This article is part of our special report (Anti)-discrimination in Europe: Where next?.
Teaching colonialism is a first step to tackle structural racism in Europe, but inequality will not be eradicated unless addressed in education as a whole, according to experts.
“Colonialism, slavery and the Holocaust are embedded in our history and have profound consequences for society today,” reads the EU anti-racism action plan.
According to some, this is the first acknowledgement at EU level that structural racism exists in the continent and has its roots in Europe’s colonial past.
“The anti-racism action plan is in fact the first European policy document in which we go to the causes, where we are not only talking about that short period in history of Nazism,” said Ilke Adam, political science professor at Vrije Universiteit Brussel.

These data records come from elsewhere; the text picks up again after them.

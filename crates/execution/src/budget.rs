use parking_lot::Mutex;
use serde::{Deserialize, Serialize};

use iceos_error::IceError;

/// Per-run caps; `None` means unbounded for that counter.
#[derive(Debug, Clone, Copy, Default, Serialize, Deserialize)]
pub struct BudgetLimits {
    pub max_llm_calls: Option<u32>,
    pub max_tool_executions: Option<u32>,
    pub org_budget_usd: Option<f64>,
}

/// Whether exceeding a limit aborts the node (`FailClosed`, production
/// default) or is logged and allowed through (`FailOpen`, development only).
#[derive(Debug, Clone, Copy, PartialEq, Eq, Serialize, Deserialize)]
#[serde(rename_all = "snake_case")]
pub enum BudgetPolicy {
    FailOpen,
    FailClosed,
}

impl Default for BudgetPolicy {
    fn default() -> Self {
        Self::FailClosed
    }
}

/// Mutable per-run counters.
#[derive(Debug, Clone, Copy, Default, Serialize, Deserialize)]
pub struct BudgetState {
    pub llm_calls: u32,
    pub tool_execs: u32,
    pub total_cost_usd: f64,
}

/// Enforces [`BudgetLimits`] against a mutable [`BudgetState`], consulted by
/// the node executor immediately before LLM/tool dispatch.
pub struct BudgetEnforcer {
    limits: BudgetLimits,
    policy: BudgetPolicy,
    state: Mutex<BudgetState>,
}

impl BudgetEnforcer {
    #[must_use]
    pub fn new(limits: BudgetLimits, policy: BudgetPolicy) -> Self {
        Self { limits, policy, state: Mutex::new(BudgetState::default()) }
    }

    /// Reserves one LLM call slot, enforcing `max_llm_calls`. Called before
    /// dispatch so a call that would exceed the budget never reaches the
    /// provider; the actual cost is only known afterward, so it is recorded
    /// separately via [`Self::record_llm_cost`].
    pub fn reserve_llm_call(&self) -> Result<(), IceError> {
        let mut state = self.state.lock();
        let would_exceed = self.limits.max_llm_calls.is_some_and(|max| state.llm_calls + 1 > max);
        if would_exceed && self.policy == BudgetPolicy::FailClosed {
            return Err(IceError::budget_exceeded("max_llm_calls"));
        }
        state.llm_calls += 1;
        Ok(())
    }

    /// Adds a completed call's cost, enforcing `org_budget_usd`. The cost is
    /// always recorded even when the limit is exceeded; only the caller's
    /// next dispatch is blocked.
    pub fn record_llm_cost(&self, cost_usd: f64) -> Result<(), IceError> {
        let mut state = self.state.lock();
        let would_exceed = self.limits.org_budget_usd.is_some_and(|max| state.total_cost_usd + cost_usd > max);
        state.total_cost_usd += cost_usd;
        if would_exceed && self.policy == BudgetPolicy::FailClosed {
            return Err(IceError::budget_exceeded("org_budget_usd"));
        }
        Ok(())
    }

    /// Registers a tool execution, enforcing `max_tool_executions`.
    pub fn register_tool_exec(&self) -> Result<(), IceError> {
        let mut state = self.state.lock();
        let would_exceed = self.limits.max_tool_executions.is_some_and(|max| state.tool_execs + 1 > max);
        if would_exceed && self.policy == BudgetPolicy::FailClosed {
            return Err(IceError::budget_exceeded("max_tool_executions"));
        }
        state.tool_execs += 1;
        Ok(())
    }

    #[must_use]
    pub fn get_status(&self) -> BudgetState {
        *self.state.lock()
    }
}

The plan, which sets out a number of measures to tackle racism on an individual and societal level, was adopted in September 2020, after the killing of George Floyd in the United States by a Minneapolis police officer.
Floyd’s death sparked a wave of protests that spread to several European capitals, denouncing racism in the continent.
Many also criticised the under-acknowledged colonial past of their own countries.
In Belgium, for example, protestors defaced statues of King Leopold II, who was culpable for violence, mass killings and other atrocities committed in Congo, then a Belgian colony, in the 19th century.
“History teaches us what should be reproduced, but also what should not be duplicated.” Juliana Wahlgren, acting director at the European Network against Racism (ENAR), told EURACTIV.
“And I think education is the best platform to address that,” she added.
School curricula in Europe often omit crucial pages in the continent’s history. For example, a 2019 UN working group report showed that primary and secondary school programmes in Belgium did not “adequately reflect the history of colonization as well as history and contributions of people of African descent.”
The report found that one in four high-school graduates was unaware that Congo was a former Belgian colony and that it was often up to the teachers’ initiative to address colonialism in class.
Following last year’s protests, the European Parliament passed a resolution that called on member states to incorporate a “comprehensive perspective” on colonialism and slavery in school syllabus.
However, changing curricula should not be “only about bringing back the colonial past to history books, but also bringing more examples of authors, experts in all the areas of the curricula – being biology, being in math,” Wahlgren said.
Bringing in people who do not have a “eurocentric approach” is also critical, she added.
Research showed that diversity among schools’ staff is low in Europe. A European Commission report found that teachers with a migrant background account for only 2-4% in some member states, while around 8% of EU inhabitants are born outside the bloc and 10% of young people have at least one foreign born parent.
However, increasing diversity in classes is no guarantee that structural racism is effectively tackled.
“For example in Belgium, where you can still have a commitment to review some classes and bring more diversity to our curricula, and try to address that, but still celebrate Black Peter at the end of the year,” Wahlgren said.
She was referring to the controversial character accompanying Saint Nicolas and played by a white actor in blackface makeup and exaggerated red lips.
Moreover, schools themselves can reinforce existing stereotypes and discrimination. For example, children of African descent are more often directed towards vocational and technical training than university education.
“So we can do as much education as we want. If the structure also doesn’t change, it won’t help,” Adam told EURACTIV.
Although the EU anti-racism action plan shows political commitment against structural racism, denial within European society hinders progress.
“What is difficult in the European context is you can have the best of the law and policies, but the level of resistance is very strong, not only from institutions, but also from people in the society,” Wahlgren said.
Resistance to face colonialism and slavery in the continent is also due to Europeans’ reluctance to accept having “not such a beautiful history,” according to Adam.
Yet, change is happening and it was already underway before last year’s events.
“The minorities themselves are now citizens, second generation, highly educated, and start also to want to co-author the story of Europe,” she said.